Give again, word for word, every line in the entries below from the line with "let mut url = self.url(&[&self.spreadsheet_id])?;" up to and including the line with "async fn require_sheet_id(&self, sheet: &str)", and no other line.
══ Entries supplied
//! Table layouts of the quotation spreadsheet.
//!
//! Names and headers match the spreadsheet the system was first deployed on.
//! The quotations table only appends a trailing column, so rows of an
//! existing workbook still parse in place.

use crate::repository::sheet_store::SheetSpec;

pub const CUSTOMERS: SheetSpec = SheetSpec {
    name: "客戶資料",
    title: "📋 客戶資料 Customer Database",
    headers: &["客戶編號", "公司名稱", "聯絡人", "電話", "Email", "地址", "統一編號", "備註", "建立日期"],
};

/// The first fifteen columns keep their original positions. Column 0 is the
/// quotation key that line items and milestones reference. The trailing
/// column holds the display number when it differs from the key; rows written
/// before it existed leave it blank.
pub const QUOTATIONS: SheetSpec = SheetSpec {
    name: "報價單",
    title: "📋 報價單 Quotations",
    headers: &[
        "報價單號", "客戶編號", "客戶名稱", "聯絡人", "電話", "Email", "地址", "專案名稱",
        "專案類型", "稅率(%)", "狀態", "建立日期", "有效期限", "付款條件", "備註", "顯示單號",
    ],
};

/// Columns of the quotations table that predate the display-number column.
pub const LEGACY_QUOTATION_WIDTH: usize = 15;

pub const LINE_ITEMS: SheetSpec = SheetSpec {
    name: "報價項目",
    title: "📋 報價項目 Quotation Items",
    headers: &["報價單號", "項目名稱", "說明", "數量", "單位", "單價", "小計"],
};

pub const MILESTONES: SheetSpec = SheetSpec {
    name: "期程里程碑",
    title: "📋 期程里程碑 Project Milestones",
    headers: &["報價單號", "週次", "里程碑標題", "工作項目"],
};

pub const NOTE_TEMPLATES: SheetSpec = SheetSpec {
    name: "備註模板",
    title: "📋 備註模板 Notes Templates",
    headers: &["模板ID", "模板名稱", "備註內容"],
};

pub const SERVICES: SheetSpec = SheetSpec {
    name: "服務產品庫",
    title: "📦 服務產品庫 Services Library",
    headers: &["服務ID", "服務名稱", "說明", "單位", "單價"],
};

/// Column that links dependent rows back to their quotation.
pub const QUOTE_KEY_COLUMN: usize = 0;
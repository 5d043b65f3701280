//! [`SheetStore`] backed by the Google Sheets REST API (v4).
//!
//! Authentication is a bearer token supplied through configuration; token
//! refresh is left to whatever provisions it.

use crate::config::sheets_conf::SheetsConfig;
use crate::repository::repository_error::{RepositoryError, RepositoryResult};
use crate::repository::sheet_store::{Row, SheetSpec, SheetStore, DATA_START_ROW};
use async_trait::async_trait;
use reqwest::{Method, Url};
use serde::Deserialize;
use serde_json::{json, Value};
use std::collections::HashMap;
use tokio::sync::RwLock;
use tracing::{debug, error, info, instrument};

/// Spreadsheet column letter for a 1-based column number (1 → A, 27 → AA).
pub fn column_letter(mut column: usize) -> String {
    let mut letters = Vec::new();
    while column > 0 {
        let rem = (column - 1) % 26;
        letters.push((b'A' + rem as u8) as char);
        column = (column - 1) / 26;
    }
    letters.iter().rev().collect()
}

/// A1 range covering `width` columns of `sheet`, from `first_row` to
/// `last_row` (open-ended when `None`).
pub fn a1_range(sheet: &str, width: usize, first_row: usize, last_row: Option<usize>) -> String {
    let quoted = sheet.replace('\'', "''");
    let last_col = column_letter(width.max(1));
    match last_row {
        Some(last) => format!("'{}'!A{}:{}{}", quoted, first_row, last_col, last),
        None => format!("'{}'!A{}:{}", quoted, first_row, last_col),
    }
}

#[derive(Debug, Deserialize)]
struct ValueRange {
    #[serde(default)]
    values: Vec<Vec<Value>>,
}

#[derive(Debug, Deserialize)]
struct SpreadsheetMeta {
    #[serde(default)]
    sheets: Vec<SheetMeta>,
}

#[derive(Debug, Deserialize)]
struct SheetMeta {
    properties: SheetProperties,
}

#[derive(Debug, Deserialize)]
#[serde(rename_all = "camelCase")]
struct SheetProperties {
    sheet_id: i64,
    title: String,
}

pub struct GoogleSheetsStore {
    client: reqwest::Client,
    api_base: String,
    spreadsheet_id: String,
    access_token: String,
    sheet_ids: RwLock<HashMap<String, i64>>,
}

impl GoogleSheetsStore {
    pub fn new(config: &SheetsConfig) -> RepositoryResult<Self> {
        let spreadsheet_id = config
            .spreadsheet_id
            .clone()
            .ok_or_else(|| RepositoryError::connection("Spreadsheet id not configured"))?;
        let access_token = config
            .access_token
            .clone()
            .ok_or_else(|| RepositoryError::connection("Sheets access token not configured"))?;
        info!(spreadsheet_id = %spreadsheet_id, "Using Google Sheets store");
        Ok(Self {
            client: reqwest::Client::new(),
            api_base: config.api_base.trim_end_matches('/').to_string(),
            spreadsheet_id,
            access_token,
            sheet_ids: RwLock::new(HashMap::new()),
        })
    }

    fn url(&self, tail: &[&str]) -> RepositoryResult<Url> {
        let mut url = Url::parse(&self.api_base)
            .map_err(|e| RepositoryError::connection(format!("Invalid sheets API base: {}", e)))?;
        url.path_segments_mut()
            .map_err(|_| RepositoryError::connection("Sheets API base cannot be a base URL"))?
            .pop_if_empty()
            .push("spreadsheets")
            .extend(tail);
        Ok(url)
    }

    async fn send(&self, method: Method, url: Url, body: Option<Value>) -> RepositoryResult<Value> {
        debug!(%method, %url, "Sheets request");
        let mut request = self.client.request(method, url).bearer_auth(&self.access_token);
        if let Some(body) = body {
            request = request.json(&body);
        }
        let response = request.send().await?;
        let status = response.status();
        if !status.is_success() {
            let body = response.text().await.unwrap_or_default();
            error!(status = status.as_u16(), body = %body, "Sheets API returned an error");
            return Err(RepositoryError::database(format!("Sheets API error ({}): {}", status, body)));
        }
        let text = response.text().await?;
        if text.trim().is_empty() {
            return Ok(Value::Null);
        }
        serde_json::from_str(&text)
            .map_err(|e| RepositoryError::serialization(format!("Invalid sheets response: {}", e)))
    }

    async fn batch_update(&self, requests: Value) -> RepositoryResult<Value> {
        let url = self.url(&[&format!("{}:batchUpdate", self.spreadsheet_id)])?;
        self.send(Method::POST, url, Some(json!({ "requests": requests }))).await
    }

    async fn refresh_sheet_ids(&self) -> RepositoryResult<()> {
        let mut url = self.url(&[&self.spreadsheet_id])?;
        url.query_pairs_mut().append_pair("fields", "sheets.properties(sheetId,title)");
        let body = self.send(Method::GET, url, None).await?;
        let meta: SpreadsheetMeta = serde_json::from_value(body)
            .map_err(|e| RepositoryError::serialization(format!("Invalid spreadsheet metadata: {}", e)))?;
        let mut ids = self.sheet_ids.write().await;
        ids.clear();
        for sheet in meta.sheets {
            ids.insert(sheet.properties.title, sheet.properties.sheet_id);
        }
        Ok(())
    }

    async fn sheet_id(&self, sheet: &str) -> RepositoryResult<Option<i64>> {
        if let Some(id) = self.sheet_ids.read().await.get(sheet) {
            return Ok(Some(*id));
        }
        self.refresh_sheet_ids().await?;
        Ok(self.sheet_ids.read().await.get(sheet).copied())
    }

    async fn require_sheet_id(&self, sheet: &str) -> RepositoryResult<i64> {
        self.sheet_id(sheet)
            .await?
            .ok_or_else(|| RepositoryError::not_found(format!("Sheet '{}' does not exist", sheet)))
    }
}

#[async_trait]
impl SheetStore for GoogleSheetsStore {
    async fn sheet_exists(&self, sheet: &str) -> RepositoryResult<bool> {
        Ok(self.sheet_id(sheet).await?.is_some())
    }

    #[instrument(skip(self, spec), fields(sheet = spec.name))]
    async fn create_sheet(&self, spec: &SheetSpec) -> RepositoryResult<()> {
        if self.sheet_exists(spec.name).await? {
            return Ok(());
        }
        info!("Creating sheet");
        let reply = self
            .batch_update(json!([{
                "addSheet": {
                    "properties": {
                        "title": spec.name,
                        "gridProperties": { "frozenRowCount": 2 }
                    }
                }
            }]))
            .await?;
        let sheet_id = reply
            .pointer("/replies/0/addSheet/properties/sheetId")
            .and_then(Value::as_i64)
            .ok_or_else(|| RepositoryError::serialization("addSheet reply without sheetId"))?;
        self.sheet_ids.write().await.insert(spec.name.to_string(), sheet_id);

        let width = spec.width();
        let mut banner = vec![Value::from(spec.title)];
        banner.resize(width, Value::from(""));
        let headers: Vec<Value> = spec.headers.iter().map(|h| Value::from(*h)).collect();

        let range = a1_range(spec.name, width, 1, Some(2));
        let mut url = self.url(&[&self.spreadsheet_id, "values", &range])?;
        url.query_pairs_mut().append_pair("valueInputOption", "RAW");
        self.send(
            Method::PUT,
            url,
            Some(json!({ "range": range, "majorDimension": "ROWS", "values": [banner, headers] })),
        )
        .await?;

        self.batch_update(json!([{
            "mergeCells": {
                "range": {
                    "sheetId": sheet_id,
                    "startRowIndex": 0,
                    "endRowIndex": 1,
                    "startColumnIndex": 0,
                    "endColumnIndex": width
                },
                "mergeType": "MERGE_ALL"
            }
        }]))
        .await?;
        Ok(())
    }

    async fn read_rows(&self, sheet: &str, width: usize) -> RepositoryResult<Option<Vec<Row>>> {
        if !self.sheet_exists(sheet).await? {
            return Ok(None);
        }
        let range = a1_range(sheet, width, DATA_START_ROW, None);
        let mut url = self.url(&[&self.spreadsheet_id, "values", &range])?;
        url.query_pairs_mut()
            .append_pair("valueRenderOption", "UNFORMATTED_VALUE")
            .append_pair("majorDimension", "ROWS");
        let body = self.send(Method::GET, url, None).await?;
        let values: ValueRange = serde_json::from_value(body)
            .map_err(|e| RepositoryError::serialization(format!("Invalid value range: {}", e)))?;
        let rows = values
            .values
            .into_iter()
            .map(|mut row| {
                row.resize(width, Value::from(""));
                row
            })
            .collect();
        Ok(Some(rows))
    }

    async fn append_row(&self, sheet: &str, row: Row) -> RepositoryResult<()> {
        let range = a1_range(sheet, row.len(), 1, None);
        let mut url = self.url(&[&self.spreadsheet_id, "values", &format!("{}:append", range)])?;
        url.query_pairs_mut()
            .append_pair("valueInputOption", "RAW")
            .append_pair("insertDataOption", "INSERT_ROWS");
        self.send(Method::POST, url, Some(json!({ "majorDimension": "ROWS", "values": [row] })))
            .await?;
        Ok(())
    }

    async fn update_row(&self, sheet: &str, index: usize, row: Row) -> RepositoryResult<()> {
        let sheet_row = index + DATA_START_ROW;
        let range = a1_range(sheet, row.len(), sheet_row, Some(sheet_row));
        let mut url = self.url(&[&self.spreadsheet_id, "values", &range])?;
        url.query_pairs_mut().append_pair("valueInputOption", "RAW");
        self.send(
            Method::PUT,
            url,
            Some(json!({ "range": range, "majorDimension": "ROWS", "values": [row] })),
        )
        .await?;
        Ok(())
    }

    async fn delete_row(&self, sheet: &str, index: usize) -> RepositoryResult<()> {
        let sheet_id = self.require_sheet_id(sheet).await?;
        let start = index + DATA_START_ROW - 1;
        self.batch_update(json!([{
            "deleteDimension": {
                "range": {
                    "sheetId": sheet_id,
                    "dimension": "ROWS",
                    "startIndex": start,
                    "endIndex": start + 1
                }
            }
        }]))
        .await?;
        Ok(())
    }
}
════
* [Task answer]
        let mut url = self.url(&[&self.spreadsheet_id])?;
        url.query_pairs_mut().append_pair("fields", "sheets.properties(sheetId,title)");
        let body = self.send(Method::GET, url, None).await?;
        let meta: SpreadsheetMeta = serde_json::from_value(body)
            .map_err(|e| RepositoryError::serialization(format!("Invalid spreadsheet metadata: {}", e)))?;
        let mut ids = self.sheet_ids.write().await;
        ids.clear();
        for sheet in meta.sheets {
            ids.insert(sheet.properties.title, sheet.properties.sheet_id);
        }
        Ok(())
    }

    async fn sheet_id(&self, sheet: &str) -> RepositoryResult<Option<i64>> {
        if let Some(id) = self.sheet_ids.read().await.get(sheet) {
            return Ok(Some(*id));
        }
        self.refresh_sheet_ids().await?;
        Ok(self.sheet_ids.read().await.get(sheet).copied())
    }

    async fn require_sheet_id(&self, sheet: &str) -> RepositoryResult<i64> {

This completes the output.